RFC: Enforcing Bounds Safety in C (-fbounds-safety)

There is already a large body of existing work in this area under active development:

https://www.cl.cam.ac.uk/research/security/ctsrd/cheri/

https://www.cheribsd.org/

It has been under development since 2010 and received funding for hardware extensions in 2019. Large portions of FreeBSD, KDE and others are already working on the hardware with the Cheri C/C++ extensions. Cheri also appears to have its own upstreaming effort:

Their long term goal is to incorporate the ISA extension into future versions of ARM and other ISAs. However, there should be room to implement a software version on top of the work already being done to leverage a hardware extension.
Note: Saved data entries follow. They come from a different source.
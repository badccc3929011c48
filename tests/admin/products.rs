use axum::http::StatusCode;
use serde_json::json;

#[path = "../common/mod.rs"]
mod common;
use common::*;

fn setup() -> (AppState, String) {
    let state = create_test_app_state();
    let api_key = {
        let conn = state.db.get().unwrap();
        create_test_api_key(&conn)
    };
    (state, api_key)
}

#[tokio::test]
async fn test_create_product_defaults_and_slug() {
    let (state, key) = setup();
    let app = admin_app(state);

    let response = admin_request(
        &app,
        "POST",
        "/admin/products",
        &key,
        Some(json!({ "name": "Pro Plugin", "price_cents": 1299 })),
    )
    .await;
    let body = assert_json(response, StatusCode::OK).await;
    assert_eq!(body["name"], "Pro Plugin");
    assert_eq!(body["slug"], "pro-plugin");
    assert_eq!(body["version"], "1.0.0");
    assert_eq!(body["currency"], "usd");
    assert_eq!(body["billing_period"], serde_json::Value::Null);
    assert_eq!(body["licensing_enabled"], false);
}

#[tokio::test]
async fn test_create_full_subscription_product() {
    let (state, key) = setup();
    let app = admin_app(state);

    let response = admin_request(
        &app,
        "POST",
        "/admin/products",
        &key,
        Some(json!({
            "name": "Pro Plugin",
            "price_cents": 1299,
            "billing_period": "month",
            "trial_days": 14,
            "bill_times": 12,
            "licensing_enabled": true,
            "activation_limit": 3,
            "license_length_days": 365
        })),
    )
    .await;
    let body = assert_json(response, StatusCode::OK).await;
    assert_eq!(body["billing_period"], "month");
    assert_eq!(body["trial_days"], 14);
    assert_eq!(body["bill_times"], 12);
    assert_eq!(body["activation_limit"], 3);
    assert_eq!(body["license_length_days"], 365);
}

#[tokio::test]
async fn test_duplicate_slug_conflicts() {
    let (state, key) = setup();
    {
        let conn = state.db.get().unwrap();
        create_test_product(&conn, "Pro Plugin");
    }
    let app = admin_app(state);

    let response = admin_request(
        &app,
        "POST",
        "/admin/products",
        &key,
        Some(json!({ "name": "Different Name", "slug": "pro-plugin", "price_cents": 999 })),
    )
    .await;
    let body = assert_json(response, StatusCode::CONFLICT).await;
    assert_eq!(body["details"], "A product with this slug already exists");
}

#[tokio::test]
async fn test_negative_price_is_rejected() {
    let (state, key) = setup();
    let product_id = {
        let conn = state.db.get().unwrap();
        create_test_product(&conn, "Pro Plugin").id
    };
    let app = admin_app(state);

    let response = admin_request(
        &app,
        "POST",
        "/admin/products",
        &key,
        Some(json!({ "name": "Bad", "price_cents": -1 })),
    )
    .await;
    assert_eq!(response.status(), StatusCode::BAD_REQUEST);

    let response = admin_request(
        &app,
        "PATCH",
        &format!("/admin/products/{}", product_id),
        &key,
        Some(json!({ "price_cents": -50 })),
    )
    .await;
    assert_eq!(response.status(), StatusCode::BAD_REQUEST);
}

#[tokio::test]
async fn test_update_product_null_clears_license_term() {
    let (state, key) = setup();
    let product = {
        let conn = state.db.get().unwrap();
        create_test_product(&conn, "Pro Plugin")
    };
    assert_eq!(product.license_length_days, Some(365));
    let app = admin_app(state);

    let response = admin_request(
        &app,
        "PATCH",
        &format!("/admin/products/{}", product.id),
        &key,
        Some(json!({ "version": "1.3.0", "license_length_days": null })),
    )
    .await;
    let body = assert_json(response, StatusCode::OK).await;
    assert_eq!(body["version"], "1.3.0");
    assert!(
        body["license_length_days"].is_null(),
        "null switches to lifetime licenses"
    );
}

#[tokio::test]
async fn test_delete_product_cascades() {
    let (state, key) = setup();
    let (product_id, license_id) = {
        let conn = state.db.get().unwrap();
        let customer = create_test_customer(&conn, "jane@example.com");
        let product = create_test_product(&conn, "Pro Plugin");
        let license =
            create_test_license(&conn, &customer.id, &product.id, Some(future_timestamp(30)));
        (product.id, license.id)
    };
    let app = admin_app(state.clone());

    let response = admin_request(
        &app,
        "DELETE",
        &format!("/admin/products/{}", product_id),
        &key,
        None,
    )
    .await;
    let body = assert_json(response, StatusCode::OK).await;
    assert_eq!(body["success"], true);

    let conn = state.db.get().unwrap();
    assert!(queries::get_product_by_id(&conn, &product_id).unwrap().is_none());
    assert!(
        queries::get_license_by_id(&conn, &license_id).unwrap().is_none(),
        "licenses go with the product"
    );
}

#[tokio::test]
async fn test_delete_unknown_product_is_404() {
    let (state, key) = setup();
    let app = admin_app(state);

    let response = admin_request(&app, "DELETE", "/admin/products/prd_missing", &key, None).await;
    assert_eq!(response.status(), StatusCode::NOT_FOUND);
}
use axum::extract::State;
use serde::Deserialize;

use crate::billing::{self, PaymentOutcome};
use crate::db::queries::SubscriptionFilters;
use crate::db::{AppState, queries};
use crate::error::{AppError, OptionExt, Result, msg};
use crate::extractors::{Json, Path, Query};
use crate::gateways;
use crate::models::{
    CreateSubscription, PaymentType, RecordPayment, Subscription, SubscriptionStatus,
    SubscriptionWithPayments, UpdateSubscription,
};
use crate::pagination::Paginated;

pub async fn create_subscription(
    State(state): State<AppState>,
    Json(input): Json<CreateSubscription>,
) -> Result<Json<Subscription>> {
    let gateway = gateways::find(&input.gateway)
        .ok_or_else(|| AppError::BadRequest(msg::UNKNOWN_GATEWAY.into()))?;

    let mut conn = state.db.get()?;
    let tx = conn.transaction()?;

    let customer = queries::get_customer_by_id(&tx, &input.customer_id)?
        .or_not_found(msg::CUSTOMER_NOT_FOUND)?;
    let product = queries::get_product_by_id(&tx, &input.product_id)?
        .or_not_found(msg::PRODUCT_NOT_FOUND)?;
    if let Some(ref profile_id) = input.profile_id
        && queries::get_subscription_by_profile(&tx, gateway.id(), profile_id)?.is_some()
    {
        return Err(AppError::Conflict(
            "profile_id already in use for this gateway".into(),
        ));
    }

    let subscription = billing::create_subscription(&tx, gateway, &customer, &product, &input)?;
    tx.commit()?;
    Ok(Json(subscription))
}

#[derive(Debug, Deserialize)]
pub struct ListSubscriptionsQuery {
    pub status: Option<SubscriptionStatus>,
    pub customer_id: Option<String>,
    pub product_id: Option<String>,
    pub gateway: Option<String>,
    pub limit: Option<i64>,
    pub offset: Option<i64>,
}

impl ListSubscriptionsQuery {
    fn limit(&self) -> i64 {
        self.limit.unwrap_or(50).clamp(1, 100)
    }

    fn offset(&self) -> i64 {
        self.offset.unwrap_or(0).max(0)
    }
}

pub async fn list_subscriptions(
    State(state): State<AppState>,
    Query(query): Query<ListSubscriptionsQuery>,
) -> Result<Json<Paginated<Subscription>>> {
    let conn = state.db.get()?;
    let limit = query.limit();
    let offset = query.offset();

    let filters = SubscriptionFilters {
        status: query.status,
        customer_id: query.customer_id,
        product_id: query.product_id,
        gateway: query.gateway,
    };
    let (items, total) = queries::list_subscriptions_paginated(&conn, &filters, limit, offset)?;
    Ok(Json(Paginated::new(items, total, limit, offset)))
}

pub async fn get_subscription(
    State(state): State<AppState>,
    Path(id): Path<String>,
) -> Result<Json<SubscriptionWithPayments>> {
    let conn = state.db.get()?;
    let subscription = queries::get_subscription_by_id(&conn, &id)?
        .or_not_found(msg::SUBSCRIPTION_NOT_FOUND)?;
    let payments = queries::get_payments_for_subscription(&conn, &subscription.id)?;
    let lifetime_value_cents = queries::subscription_lifetime_value(&conn, &subscription.id)?;
    Ok(Json(SubscriptionWithPayments {
        subscription,
        payments,
        lifetime_value_cents,
    }))
}

pub async fn update_subscription(
    State(state): State<AppState>,
    Path(id): Path<String>,
    Json(input): Json<UpdateSubscription>,
) -> Result<Json<Subscription>> {
    if input.recurring_amount_cents.is_some_and(|a| a < 0) {
        return Err(AppError::BadRequest(
            "recurring_amount_cents must be non-negative".into(),
        ));
    }
    if input.bill_times.is_some_and(|b| b < 0) {
        return Err(AppError::BadRequest("bill_times must be non-negative".into()));
    }

    let conn = state.db.get()?;
    let existing = queries::get_subscription_by_id(&conn, &id)?
        .or_not_found(msg::SUBSCRIPTION_NOT_FOUND)?;
    if let Some(Some(ref profile_id)) = input.profile_id
        && let Some(other) = queries::get_subscription_by_profile(&conn, &existing.gateway, profile_id)?
        && other.id != existing.id
    {
        return Err(AppError::Conflict(
            "profile_id already in use for this gateway".into(),
        ));
    }

    match queries::update_subscription(&conn, &id, &input)? {
        Some(subscription) => Ok(Json(subscription)),
        None => Ok(Json(existing)),
    }
}

/// Record a payment by hand, for gateways without webhooks and for support
/// fixes. Initial payments activate; renewals extend.
pub async fn record_payment(
    State(state): State<AppState>,
    Path(id): Path<String>,
    Json(input): Json<RecordPayment>,
) -> Result<Json<SubscriptionWithPayments>> {
    let mut conn = state.db.get()?;
    let tx = conn.transaction()?;

    let outcome = match input.payment_type {
        PaymentType::Initial => billing::apply_initial_payment(
            &tx,
            &state.cache,
            &id,
            input.amount_cents,
            input.transaction_id.as_deref(),
        )?,
        PaymentType::Renewal => billing::apply_renewal_payment(
            &tx,
            &state.cache,
            &id,
            input.amount_cents,
            input.transaction_id.as_deref(),
        )?,
        PaymentType::Refund => {
            billing::record_refund(&tx, &id, input.amount_cents, input.transaction_id.as_deref())?
        }
    };
    let subscription = match outcome {
        PaymentOutcome::Applied(subscription) => subscription,
        PaymentOutcome::AlreadyProcessed => {
            return Err(AppError::Conflict("Transaction already recorded".into()));
        }
    };

    let payments = queries::get_payments_for_subscription(&tx, &subscription.id)?;
    let lifetime_value_cents = queries::subscription_lifetime_value(&tx, &subscription.id)?;
    tx.commit()?;

    Ok(Json(SubscriptionWithPayments {
        subscription,
        payments,
        lifetime_value_cents,
    }))
}

pub async fn cancel_subscription(
    State(state): State<AppState>,
    Path(id): Path<String>,
) -> Result<Json<Subscription>> {
    let mut conn = state.db.get()?;
    let tx = conn.transaction()?;
    let subscription = billing::cancel_subscription(&tx, &id)?;
    tx.commit()?;
    Ok(Json(subscription))
}

pub async fn delete_subscription(
    State(state): State<AppState>,
    Path(id): Path<String>,
) -> Result<Json<serde_json::Value>> {
    let conn = state.db.get()?;
    // The schema nulls out licenses.subscription_id; drop the cached view.
    let license = queries::get_license_for_subscription(&conn, &id)?;

    if !queries::delete_subscription(&conn, &id)? {
        return Err(AppError::NotFound(msg::SUBSCRIPTION_NOT_FOUND.into()));
    }
    if let Some(license) = license {
        state.cache.invalidate_license(&license.id);
    }
    Ok(Json(serde_json::json!({ "success": true })))
}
This effort should be able to achieve that if it worked with them. That would spare open source projects from having to support multiple dialects of C that all attempt to the same thing.

If you mean ignored by compilers then this already works in the current implementation because attributes like __bidi_indexable are actually macros that expand to nothing for compilers that don’t support the bounds safety extention.

If you mean ignored by developers, then the fact the attributes are not easily ignored is an intentional feature, not a design flaw.

Bounds attributes are part of the type system because they change the type of the pointer. With that in mind it is very natural to specify the bounds attributes with the type because it is part of the type.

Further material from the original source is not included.